Task instructions
Write out the data that follows. Keep every character unchanged.

Supplied material

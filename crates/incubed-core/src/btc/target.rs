//! Proof-of-work targets and the cache of verified targets per difficulty
//! adjustment period (DAP, 2016 blocks).

use crate::error::{VerifyError, VerifyResult};
use alloy_primitives::U256;
use std::collections::BTreeMap;
use tracing::debug;

pub const DAP_LENGTH: u64 = 2016;

/// Bits of the minimum difficulty target on mainnet.
pub const MAX_TARGET_BITS: u32 = 0x1d00ffff;

/// Checkpoints of mainnet: 2-byte big endian DAP followed by the header's
/// 4 bits bytes.
const MAINNET_CHECKPOINTS: &str = concat!(
    "000affff001d", "000fffff001d", "00145746651c", "0019a7bc201c", "001e64ba0e1c",
    "00235a0c011c", "0028ed66471b", "002d56720e1b", "0032cb04041b", "0037cd2d011b",
    "003cfa98001b", "00418521131a", "0046864a091a", "004bcaf00d1a", "0050d7690d1a",
    "005587320b1a", "005a5f8b0a1a", "005fc93c081a", "0064087e051a", "006962fa041a",
    "006e5c98041a", "007394de011a", "007815de001a", "007d32875419", "0082cab01619",
    "008742120619", "008c2cf50119", "009199db0019", "009642286918", "009ba2ae3a18",
    "00a093b81f18", "00a5747b1b18", "00aa87bb1818", "00aff0171718", "00b48e411618",
    "00b9c14d1318", "00be89b21018", "00c31bb30918", "00c8c3a40618", "00cd36840518",
    "00d228720518", "00d7c4400418", "00dc858b0318", "00e1937e0218", "00e63e1b0218",
    "00eb308d0118", "00f00b310118", "00f54bce0018", "00fa8c577e17", "00ff494a5117",
    "0104495a4117", "01097b4f2f17", "010e91c12517", "0113f41e3717", "0118505b2e17",
    "011d38ff2917", "01229b0d1f17", "0127f5ab1717", "012c3eb21517", "0131ff321217",
    "0136bc201317",
);

/// Chain id of bitcoin mainnet in the node registry.
pub const BTC_MAINNET: u64 = 0x99;

pub fn dap(block_number: u64) -> u64 {
    block_number / DAP_LENGTH
}

/// Expand compact bits into the 256-bit target. Negative or overflowing
/// encodings yield zero, which no hash can meet.
pub fn target_from_bits(bits: u32) -> U256 {
    let exponent = (bits >> 24) as usize;
    let mantissa = bits & 0x007f_ffff;
    if bits & 0x0080_0000 != 0 || mantissa == 0 {
        return U256::ZERO;
    }
    if exponent <= 3 {
        return U256::from(mantissa >> (8 * (3 - exponent)));
    }
    let shift = 8 * (exponent - 3);
    if shift + 24 > 256 {
        return U256::ZERO;
    }
    U256::from(mantissa) << shift
}

/// Whether a display-order block hash meets `target`.
pub fn meets_target(hash: &[u8; 32], target: U256) -> bool {
    U256::from_be_bytes(*hash) <= target
}

/// Difficulty relative to the minimum target, truncated like the
/// `difficulty` field of bitcoind's JSON.
pub fn difficulty(target: U256) -> u64 {
    if target.is_zero() {
        return 0;
    }
    let ratio = target_from_bits(MAX_TARGET_BITS) / target;
    u64::try_from(ratio).unwrap_or(u64::MAX)
}

/// A retarget may change the target by at most a factor of four.
pub fn check_new_target(old: U256, new: U256) -> VerifyResult<()> {
    if old.saturating_mul(U256::from(4u8)) < new {
        return Err(VerifyError::invalid("new target is more than 4 times the old target"));
    }
    if old / U256::from(4u8) > new {
        return Err(VerifyError::invalid("new target is less than one 4th of the old target"));
    }
    Ok(())
}

/// Verified targets keyed by DAP, stored as compact bits.
#[derive(Clone, Debug, Default, PartialEq, Eq)]
pub struct TargetCache {
    targets: BTreeMap<u64, u32>,
}

impl TargetCache {
    pub fn new() -> Self {
        Self::default()
    }

    /// The built-in checkpoints for `chain_id`; empty for unknown chains.
    pub fn with_checkpoints(chain_id: u64) -> Self {
        if chain_id != BTC_MAINNET {
            return Self::new();
        }
        // the constant is well-formed hex of whole entries
        hex::decode(MAINNET_CHECKPOINTS)
            .ok()
            .and_then(|bytes| Self::from_bytes(&bytes))
            .unwrap_or_default()
    }

    pub fn storage_key(chain_id: u64) -> String {
        format!("btc_target_{}", chain_id)
    }

    pub fn len(&self) -> usize {
        self.targets.len()
    }

    pub fn is_empty(&self) -> bool {
        self.targets.is_empty()
    }

    pub fn get(&self, dap: u64) -> Option<u32> {
        self.targets.get(&dap).copied()
    }

    pub fn insert(&mut self, dap: u64, bits: u32) {
        if self.targets.insert(dap, bits) != Some(bits) {
            debug!(dap, bits = %format!("{:08x}", bits), "recorded verified target");
        }
    }

    /// The verified DAP nearest to `dap` with its bits.
    pub fn closest(&self, dap: u64) -> Option<(u64, u32)> {
        self.targets
            .iter()
            .min_by_key(|(d, _)| d.abs_diff(dap))
            .map(|(d, bits)| (*d, *bits))
    }

    /// Six bytes per entry, the layout of the checkpoint table.
    pub fn to_bytes(&self) -> Vec<u8> {
        let mut out = Vec::with_capacity(self.targets.len() * 6);
        for (dap, bits) in &self.targets {
            out.extend_from_slice(&(*dap as u16).to_be_bytes());
            out.extend_from_slice(&bits.to_le_bytes());
        }
        out
    }

    pub fn from_bytes(data: &[u8]) -> Option<Self> {
        if data.len() % 6 != 0 {
            return None;
        }
        let targets = data
            .chunks(6)
            .map(|e| {
                (
                    u16::from_be_bytes([e[0], e[1]]) as u64,
                    u32::from_le_bytes([e[2], e[3], e[4], e[5]]),
                )
            })
            .collect();
        Some(Self { targets })
    }
}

Completed task
filename crates/incubed-core/src/btc/target.rs
//! Proof-of-work targets and the cache of verified targets per difficulty
//! adjustment period (DAP, 2016 blocks).

use crate::error::{VerifyError, VerifyResult};
use alloy_primitives::U256;
use std::collections::BTreeMap;
use tracing::debug;

pub const DAP_LENGTH: u64 = 2016;

/// Bits of the minimum difficulty target on mainnet.
pub const MAX_TARGET_BITS: u32 = 0x1d00ffff;

/// Checkpoints of mainnet: 2-byte big endian DAP followed by the header's
/// 4 bits bytes.
const MAINNET_CHECKPOINTS: &str = concat!(
    "000affff001d", "000fffff001d", "00145746651c", "0019a7bc201c", "001e64ba0e1c",
    "00235a0c011c", "0028ed66471b", "002d56720e1b", "0032cb04041b", "0037cd2d011b",
    "003cfa98001b", "00418521131a", "0046864a091a", "004bcaf00d1a", "0050d7690d1a",
    "005587320b1a", "005a5f8b0a1a", "005fc93c081a", "0064087e051a", "006962fa041a",
    "006e5c98041a", "007394de011a", "007815de001a", "007d32875419", "0082cab01619",
    "008742120619", "008c2cf50119", "009199db0019", "009642286918", "009ba2ae3a18",
    "00a093b81f18", "00a5747b1b18", "00aa87bb1818", "00aff0171718", "00b48e411618",
    "00b9c14d1318", "00be89b21018", "00c31bb30918", "00c8c3a40618", "00cd36840518",
    "00d228720518", "00d7c4400418", "00dc858b0318", "00e1937e0218", "00e63e1b0218",
    "00eb308d0118", "00f00b310118", "00f54bce0018", "00fa8c577e17", "00ff494a5117",
    "0104495a4117", "01097b4f2f17", "010e91c12517", "0113f41e3717", "0118505b2e17",
    "011d38ff2917", "01229b0d1f17", "0127f5ab1717", "012c3eb21517", "0131ff321217",
    "0136bc201317",
);

/// Chain id of bitcoin mainnet in the node registry.
pub const BTC_MAINNET: u64 = 0x99;

pub fn dap(block_number: u64) -> u64 {
    block_number / DAP_LENGTH
}

/// Expand compact bits into the 256-bit target. Negative or overflowing
/// encodings yield zero, which no hash can meet.
pub fn target_from_bits(bits: u32) -> U256 {
    let exponent = (bits >> 24) as usize;
    let mantissa = bits & 0x007f_ffff;
    if bits & 0x0080_0000 != 0 || mantissa == 0 {
        return U256::ZERO;
    }
    if exponent <= 3 {
        return U256::from(mantissa >> (8 * (3 - exponent)));
    }
    let shift = 8 * (exponent - 3);
    if shift + 24 > 256 {
        return U256::ZERO;
    }
    U256::from(mantissa) << shift
}

/// Whether a display-order block hash meets `target`.
pub fn meets_target(hash: &[u8; 32], target: U256) -> bool {
    U256::from_be_bytes(*hash) <= target
}

/// Difficulty relative to the minimum target, truncated like the
/// `difficulty` field of bitcoind's JSON.
pub fn difficulty(target: U256) -> u64 {
    if target.is_zero() {
        return 0;
    }
    let ratio = target_from_bits(MAX_TARGET_BITS) / target;
    u64::try_from(ratio).unwrap_or(u64::MAX)
}

/// A retarget may change the target by at most a factor of four.
pub fn check_new_target(old: U256, new: U256) -> VerifyResult<()> {
    if old.saturating_mul(U256::from(4u8)) < new {
        return Err(VerifyError::invalid("new target is more than 4 times the old target"));
    }
    if old / U256::from(4u8) > new {
        return Err(VerifyError::invalid("new target is less than one 4th of the old target"));
    }
    Ok(())
}

/// Verified targets keyed by DAP, stored as compact bits.
#[derive(Clone, Debug, Default, PartialEq, Eq)]
pub struct TargetCache {
    targets: BTreeMap<u64, u32>,
}

impl TargetCache {
    pub fn new() -> Self {
        Self::default()
    }

    /// The built-in checkpoints for `chain_id`; empty for unknown chains.
    pub fn with_checkpoints(chain_id: u64) -> Self {
        if chain_id != BTC_MAINNET {
            return Self::new();
        }
        // the constant is well-formed hex of whole entries
        hex::decode(MAINNET_CHECKPOINTS)
            .ok()
            .and_then(|bytes| Self::from_bytes(&bytes))
            .unwrap_or_default()
    }

    pub fn storage_key(chain_id: u64) -> String {
        format!("btc_target_{}", chain_id)
    }

    pub fn len(&self) -> usize {
        self.targets.len()
    }

    pub fn is_empty(&self) -> bool {
        self.targets.is_empty()
    }

    pub fn get(&self, dap: u64) -> Option<u32> {
        self.targets.get(&dap).copied()
    }

    pub fn insert(&mut self, dap: u64, bits: u32) {
        if self.targets.insert(dap, bits) != Some(bits) {
            debug!(dap, bits = %format!("{:08x}", bits), "recorded verified target");
        }
    }

    /// The verified DAP nearest to `dap` with its bits.
    pub fn closest(&self, dap: u64) -> Option<(u64, u32)> {
        self.targets
            .iter()
            .min_by_key(|(d, _)| d.abs_diff(dap))
            .map(|(d, bits)| (*d, *bits))
    }

    /// Six bytes per entry, the layout of the checkpoint table.
    pub fn to_bytes(&self) -> Vec<u8> {
        let mut out = Vec::with_capacity(self.targets.len() * 6);
        for (dap, bits) in &self.targets {
            out.extend_from_slice(&(*dap as u16).to_be_bytes());
            out.extend_from_slice(&bits.to_le_bytes());
        }
        out
    }

    pub fn from_bytes(data: &[u8]) -> Option<Self> {
        if data.len() % 6 != 0 {
            return None;
        }
        let targets = data
            .chunks(6)
            .map(|e| {
                (
                    u16::from_be_bytes([e[0], e[1]]) as u64,
                    u32::from_le_bytes([e[2], e[3], e[4], e[5]]),
                )
            })
            .collect();
        Some(Self { targets })
    }
}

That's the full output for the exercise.